Mais Jin Dilu sentait qu'il y avait quelque chose de différent chez elle.
Note de l'auteur
: Eh bien, vous aviez raison. Après quelques chapitres agréables, les choses sont sur le point de changer…
50. En première ligne
Le huitième jour du douzième mois lunaire.
Lu Kui versa une louche de bouillie sucrée, limpide et parfumée, dans le pot en terre cuite et la déposa gracieusement devant le bureau
: «
Chef de l’Alliance, veuillez vous servir.
» L’homme vêtu de violet, derrière le bureau, tendit la main et prit le bol en porcelaine blanche, le visage rayonnant
: «
Merci pour votre dévouement.
»
Lu Kui pinça les lèvres, ses joues devenant rouges.
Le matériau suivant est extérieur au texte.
impl IoThread {
    /// Spawn the reactor thread.
    pub fn spawn(config: ReactorConfig, handler: Weak<dyn ReactorHandler>) -> io::Result<IoThreadHandle> {
        let poll = Poll::new()?;

        let listener = match config.listen {
            Some(addr) => {
                let mut listener = bind_listener(addr, config.backlog)?;
                poll.registry()
                    .register(&mut listener, LISTENER_TOKEN, Interest::READABLE)?;
                Some(listener)
            }
            None => None,
        };
        let local_addr = match &listener {
            Some(l) => Some(l.local_addr()?),
            None => None,
        };

        let (cmd_tx, cmd_rx) = channel();
        let waker = Arc::new(Waker::new(poll.registry(), WAKER_TOKEN)?);
        let running = Arc::new(AtomicBool::new(true));
        let next_conn_id = Arc::new(AtomicU64::new(1));

        let io_thread = Self {
            next_tick: Instant::now() + config.tick,
            config,
            poll,
            listener,
            connections: HashMap::new(),
            conn_id_to_token: HashMap::new(),
            next_token: CONNECTION_TOKEN_START,
            next_conn_id: next_conn_id.clone(),
            cmd_rx,
            handler,
            running: running.clone(),
        };

        let thread_handle = thread::Builder::new()
            .name("treefence-io".to_string())
            .spawn(move || io_thread.run())?;
        let thread_id = Some(thread_handle.thread().id());

        if let Some(addr) = local_addr {
            log::info!("[reactor] direct listener on {}", addr);
        }

        Ok(IoThreadHandle {
            cmd_tx: Mutex::new(cmd_tx),
            waker,
            thread_handle: Mutex::new(Some(thread_handle)),
            thread_id,
            running,
            next_conn_id,
            local_addr,
        })
    }

    /// Run the event loop until shutdown or until the handler is dropped.
    fn run(mut self) {
        let mut events = Events::with_capacity(MAX_EVENTS);

        while self.running.load(Ordering::Relaxed) {
            let wait = self
                .next_tick
                .saturating_duration_since(Instant::now())
                .min(MAX_POLL_TIMEOUT);
            if let Err(e) = self.poll.poll(&mut events, Some(wait)) {
                if e.kind() != io::ErrorKind::Interrupted {
                    log::error!("[reactor] poll error: {}", e);
                }
                continue;
            }

            for event in events.iter() {
                match event.token() {
                    LISTENER_TOKEN => self.handle_accept(),
                    WAKER_TOKEN => self.handle_commands(),
                    token => {
                        if event.is_readable() {
                            self.handle_readable(token);
                        }
                        if event.is_writable() {
                            self.handle_writable(token);
                        }
                    }
                }
            }

            let now = Instant::now();
            if now >= self.next_tick {
                self.next_tick = now + self.config.tick;
                match self.handler.upgrade() {
                    Some(handler) => handler.on_tick(now),
                    None => self.running.store(false, Ordering::Relaxed),
                }
            }
        }

        let tokens: Vec<Token> = self.connections.keys().copied().collect();
        for token in tokens {
            self.close_connection(token, Some("reactor shutdown".to_string()));
        }
        log::debug!("[reactor] stopped");
    }

    fn alloc_token(&mut self) -> Token {
        let token = Token(self.next_token);
        self.next_token += 1;
        token
    }

    fn handle_accept(&mut self) {
        loop {
            let accepted = match &self.listener {
                Some(l) => l.accept(),
                None => return,
            };
            match accepted {
                Ok((mut stream, remote_addr)) => {
                    let token = self.alloc_token();
                    let conn_id = self.next_conn_id.fetch_add(1, Ordering::Relaxed);

                    if let Err(e) = self.poll.registry().register(
                        &mut stream,
                        token,
                        Interest::READABLE | Interest::WRITABLE,
                    ) {
                        log::warn!("[reactor] failed to register accepted socket: {}", e);
                        continue;
                    }
                    let _ = stream.set_nodelay(self.config.nodelay);

                    self.connections.insert(
                        token,
                        IoConnection {
                            stream,
                            conn_id,
                            remote_addr,
                            connecting: false,
                            codec: DirectCodec::new(self.config.max_message_size),
                            send_queue: VecDeque::new(),
                        },
                    );
                    self.conn_id_to_token.insert(conn_id, token);

                    log::debug!("[reactor] accepted conn {} from {}", conn_id, remote_addr);
                    if let Some(handler) = self.handler.upgrade() {
                        handler.on_connected(conn_id, remote_addr, false);
                    }
                }
                Err(e) if e.kind() == io::ErrorKind::WouldBlock => break,
                Err(e) => {
                    log::warn!("[reactor] accept error: {}", e);
                    break;
                }
            }
        }
    }

    fn handle_commands(&mut self) {
        loop {
            match self.cmd_rx.try_recv() {
                Ok(IoCommand::Connect { addr, conn_id }) => self.handle_connect(addr, conn_id),
                Ok(IoCommand::Send {
                    conn_id,
                    frame,
                    completion,
                }) => self.handle_send(conn_id, frame, completion),
                Ok(IoCommand::Close { conn_id }) => {
                    if let Some(token) = self.conn_id_to_token.get(&conn_id).copied() {
                        self.close_connection(token, Some("closed by request".to_string()));
                    }
                }
                Ok(IoCommand::Shutdown) | Err(TryRecvError::Disconnected) => {
                    self.running.store(false, Ordering::Relaxed);
                    break;
                }
                Err(TryRecvError::Empty) => break,
            }
        }
    }

    fn handle_connect(&mut self, addr: SocketAddr, conn_id: ConnId) {
        match TcpStream::connect(addr) {
            Ok(mut stream) => {
                let token = self.alloc_token();
                if let Err(e) = self.poll.registry().register(
                    &mut stream,
                    token,
                    Interest::READABLE | Interest::WRITABLE,
                ) {
                    log::warn!("[reactor] failed to register conn {}: {}", conn_id, e);
                    self.notify_closed(conn_id, Some(format!("register failed: {}", e)));
                    return;
                }
                let _ = stream.set_nodelay(self.config.nodelay);

                self.connections.insert(
                    token,
                    IoConnection {
                        stream,
                        conn_id,
                        remote_addr: addr,
                        connecting: true,
                        codec: DirectCodec::new(self.config.max_message_size),
                        send_queue: VecDeque::new(),
                    },
                );
                self.conn_id_to_token.insert(conn_id, token);
            }
            Err(e) => {
                log::warn!("[reactor] connect to {} failed: {}", addr, e);
                self.notify_closed(conn_id, Some(format!("connect failed: {}", e)));
            }
        }
    }

    fn handle_send(&mut self, conn_id: ConnId, frame: Frame, completion: Completion) {
        let token = match self.conn_id_to_token.get(&conn_id) {
            Some(t) => *t,
            None => {
                log::debug!("[reactor] send on unknown conn {}", conn_id);
                completion.complete(SendStatus::Failed, CompletionContext::Deferred);
                return;
            }
        };
        let conn = match self.connections.get_mut(&token) {
            Some(c) => c,
            None => {
                completion.complete(SendStatus::Failed, CompletionContext::Deferred);
                return;
            }
        };
        conn.send_queue.push_back(Outgoing {
            frame,
            offset: 0,
            completion: Some(completion),
        });
        if !conn.connecting {
            self.try_flush(token);
        }
    }

    fn handle_readable(&mut self, token: Token) {
        let conn = match self.connections.get_mut(&token) {
            Some(c) => c,
            None => return,
        };
        let (conn_id, remote) = (conn.conn_id, conn.remote_addr);

        let mut received = Vec::new();
        let mut failure = None;
        loop {
            match conn.codec.decode(&mut conn.stream) {
                Ok(Some(msg)) => received.push(msg),
                Ok(None) => break,
                Err(e) if e.kind() == io::ErrorKind::UnexpectedEof => {
                    failure = Some("connection closed by peer".to_string());
                    break;
                }
                Err(e) => {
                    failure = Some(format!("read error: {}", e));
                    break;
                }
            }
        }

        if let Some(handler) = self.handler.upgrade() {
            for msg in received {
                handler.on_message(conn_id, remote, msg);
            }
        }
        if let Some(reason) = failure {
            self.close_connection(token, Some(reason));
        }
    }

    fn handle_writable(&mut self, token: Token) {
        let conn = match self.connections.get_mut(&token) {
            Some(c) => c,
            None => return,
        };

        if conn.connecting {
            match conn.stream.take_error() {
                Ok(None) => {
                    // Writable before the handshake finished: not connected yet.
                    if conn.stream.peer_addr().is_err() {
                        return;
                    }
                    conn.connecting = false;
                    let (conn_id, remote) = (conn.conn_id, conn.remote_addr);
                    log::debug!("[reactor] conn {} established to {}", conn_id, remote);
                    if let Some(handler) = self.handler.upgrade() {
                        handler.on_connected(conn_id, remote, true);
                    }
                }
                Ok(Some(e)) => {
                    self.close_connection(token, Some(format!("connect failed: {}", e)));
                    return;
                }
                Err(e) => {
                    self.close_connection(token, Some(format!("connect error: {}", e)));
                    return;
                }
            }
        }

        self.try_flush(token);
    }

    /// Write queued frames; completes each one as its last byte goes out.
    fn try_flush(&mut self, token: Token) {
        let conn = match self.connections.get_mut(&token) {
            Some(c) => c,
            None => return,
        };

        let mut error = None;
        while let Some(out) = conn.send_queue.front_mut() {
            let bytes = out.frame.direct_bytes();
            match conn.stream.write(&bytes[out.offset..]) {
                Ok(0) => {
                    error = Some("write returned 0".to_string());
                    break;
                }
                Ok(n) => {
                    out.offset += n;
                    if out.offset >= bytes.len() {
                        if let Some(mut done) = conn.send_queue.pop_front() {
                            if let Some(c) = done.completion.take() {
                                c.complete(SendStatus::Success, CompletionContext::Deferred);
                            }
                        }
                    }
                }
                Err(e) if e.kind() == io::ErrorKind::WouldBlock => break,
                Err(e) if e.kind() == io::ErrorKind::Interrupted => continue,
                Err(e) => {
                    error = Some(format!("write error: {}", e));
                    break;
                }
            }
        }

        if let Some(reason) = error {
            self.close_connection(token, Some(reason));
        }
    }

    fn close_connection(&mut self, token: Token, reason: Option<String>) {
        if let Some(mut conn) = self.connections.remove(&token) {
            let _ = self.poll.registry().deregister(&mut conn.stream);
            self.conn_id_to_token.remove(&conn.conn_id);
            conn.fail_pending();
            log::debug!(
                "[reactor] conn {} to {} closed: {}",
                conn.conn_id,
                conn.remote_addr,
                reason.as_deref().unwrap_or("-")
            );
            self.notify_closed(conn.conn_id, reason);
        }
    }

    fn notify_closed(&self, conn_id: ConnId, reason: Option<String>) {
        if let Some(handler) = self.handler.upgrade() {
            handler.on_closed(conn_id, reason);
        }
    }
}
Elle avait déployé des efforts considérables pour ce bol de porridge, cueillant noix, pignons de pin, champignons et châtaignes dans des forêts montagneuses reculées, et y ajoutant des haricots multicolores et du riz gluant rapportés de la capitale. Elle avait passé une nuit entière à cuisiner pour préparer ce petit pot de porridge festif aux huit trésors. Mais pour la figure puissante qui se tenait devant elle, tout cela en valait la peine. Elle sourit, baissa la tête et se retira silencieusement.
« Je ne comprends tout simplement pas pourquoi tant de femmes vous sont si dévouées ? » L’homme en blanc bâilla nonchalamment, assis sur la chaise octogonale, l’air de sortir tout juste d’une grave maladie.
«Je n’ai jamais éprouvé de sentiments pour eux.»
L'homme en violet posa nonchalamment le porridge aux huit trésors et fixa la carte sur la table sans ciller.